Figure 2. Compiled ChIP–seq and RNA–seq data identify PIL1 and ATHB2 as direct targets of PIF3 transcriptional regulation.

(A) Visualization of ChIP-seq and RNA-seq data in the genomic regions encompassing two representative genes, PIL1 and ATHB-2. The ChIP and RNA tracks show the pile-up distribution of the combined raw reads from four biological replicates of ChIP-seq data and three replicates of RNA-seq data, respectively. P3M- and WT-ChIP: DNA immunoprecipitated from PIF3-Myc-expressing and from wild-type seedlings, respectively. WT-, pif3-, pif145- and pifq-RNA: RNA from genotypes used for expression analysis. Binding Site: 201 bp defined as the PIF3-binding site. Summit: predicted PIF3-binding center defined from the binding-peak maximum. G- and PBE-box: Vertical lines indicate motif positions. (B) ChIP-qPCR verification of specific PIF3 binding to the G-box-located promoter region of PIL1. The schematic diagram illustrates the genomic region around the PIL1 locus. The short bars with numbers show 12 specific qPCR products.
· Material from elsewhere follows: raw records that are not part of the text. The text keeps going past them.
//! Liveness tracking for stage worker threads.

use parking_lot::{Condvar, Mutex};
use std::sync::Arc;
use std::time::{Duration, Instant};

/// Counts the live worker threads of one pipeline.
///
/// Each worker holds a [`WorkerGuard`]; dropping the guard (normal exit or
/// unwinding) marks the worker finished.
#[derive(Clone, Default)]
pub struct WorkerTracker {
    inner: Arc<TrackerInner>,
}

#[derive(Default)]
struct TrackerInner {
    active: Mutex<usize>,
    idle: Condvar,
}

impl WorkerTracker {
    /// Creates a tracker with no registered workers.
    #[must_use]
    pub fn new() -> Self {
        Self::default()
    }

    /// Registers a worker and returns the guard that keeps it counted.
    #[must_use]
    pub fn register(&self) -> WorkerGuard {
        *self.inner.active.lock() += 1;
        WorkerGuard {
            inner: self.inner.clone(),
        }
    }

    /// Returns the number of workers still running.
    #[must_use]
    pub fn active(&self) -> usize {
        *self.inner.active.lock()
    }

    /// Blocks until every registered worker has finished or `timeout` passes.
    ///
    /// Returns true if the tracker went idle in time.
    pub fn wait_idle(&self, timeout: Duration) -> bool {
        let deadline = Instant::now() + timeout;
        let mut active = self.inner.active.lock();
        while *active > 0 {
            if self.inner.idle.wait_until(&mut active, deadline).timed_out() {
                return *active == 0;
            }
        }
        true
    }
}

impl std::fmt::Debug for WorkerTracker {
    fn fmt(&self, f: &mut std::fmt::Formatter<'_>) -> std::fmt::Result {
        f.debug_struct("WorkerTracker")
            .field("active", &self.active())
            .finish()
    }
}

/// Keeps one worker counted as live until dropped.
pub struct WorkerGuard {
    inner: Arc<TrackerInner>,
}

impl Drop for WorkerGuard {
    fn drop(&mut self) {
        let mut active = self.inner.active.lock();
        *active = active.saturating_sub(1);
        if *active == 0 {
            self.inner.idle.notify_all();
        }
    }
}

impl std::fmt::Debug for WorkerGuard {
    fn fmt(&self, f: &mut std::fmt::Formatter<'_>) -> std::fmt::Result {
        f.debug_struct("WorkerGuard").finish()
    }
}
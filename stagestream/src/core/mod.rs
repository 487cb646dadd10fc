//! Core stage types.

mod status;

pub use status::{StageExit, StageKind};
use crate::core::{ProcessId, ProcessRecord, SimError, Ticks};

#[derive(Debug, Clone, Copy, PartialEq, Eq)]
pub struct Process {
    pub id: ProcessId,
    pub arrival_time: Ticks,
    pub burst_time: Ticks,
}

impl Process {
    pub fn new(id: ProcessId, arrival_time: Ticks, burst_time: Ticks) -> Result<Self, SimError> {
        if burst_time == 0 {
            return Err(SimError::InvalidProcess {
                id,
                reason: "burst time must be > 0".to_string(),
            });
        }

        Ok(Self {
            id,
            arrival_time,
            burst_time,
        })
    }

    pub fn from_signed(id: ProcessId, arrival_time: i64, burst_time: i64) -> Option<Self> {
        let arrival_time = Ticks::try_from(arrival_time).ok()?;
        let burst_time = Ticks::try_from(burst_time).ok()?;
        Self::new(id, arrival_time, burst_time).ok()
    }
}

impl From<Process> for ProcessRecord {
    fn from(p: Process) -> Self {
        ProcessRecord::new(p.id, p.arrival_time, p.burst_time)
    }
}

#[cfg(test)]
mod tests {
    use super::*;

    #[test]
    fn zero_burst_is_rejected() {
        assert!(matches!(
            Process::new(3, 0, 0),
            Err(SimError::InvalidProcess { id: 3, .. })
        ));
    }

    #[test]
    fn signed_fields_are_range_checked() {
        assert!(Process::from_signed(1, -1, 4).is_none());
        assert!(Process::from_signed(1, 0, 0).is_none());
        assert!(Process::from_signed(1, 0, -2).is_none());
        assert_eq!(
            Process::from_signed(-5, 2, 4),
            Some(Process {
                id: -5,
                arrival_time: 2,
                burst_time: 4
            })
        );
    }
}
The black and white rectangular boxes represent CDS and UTR, respectively. Boxes labeled ‘G’ indicate the approximate locations of three G-box motifs in the PIL1 promoter. The relative enrichment level is represented by the percentage of co-immunoprecipitated DNA to the input control in the P3M and WT samples. Data are represented as the mean of biological triplicates +/− SEM. 18S: 18S rRNA as internal control.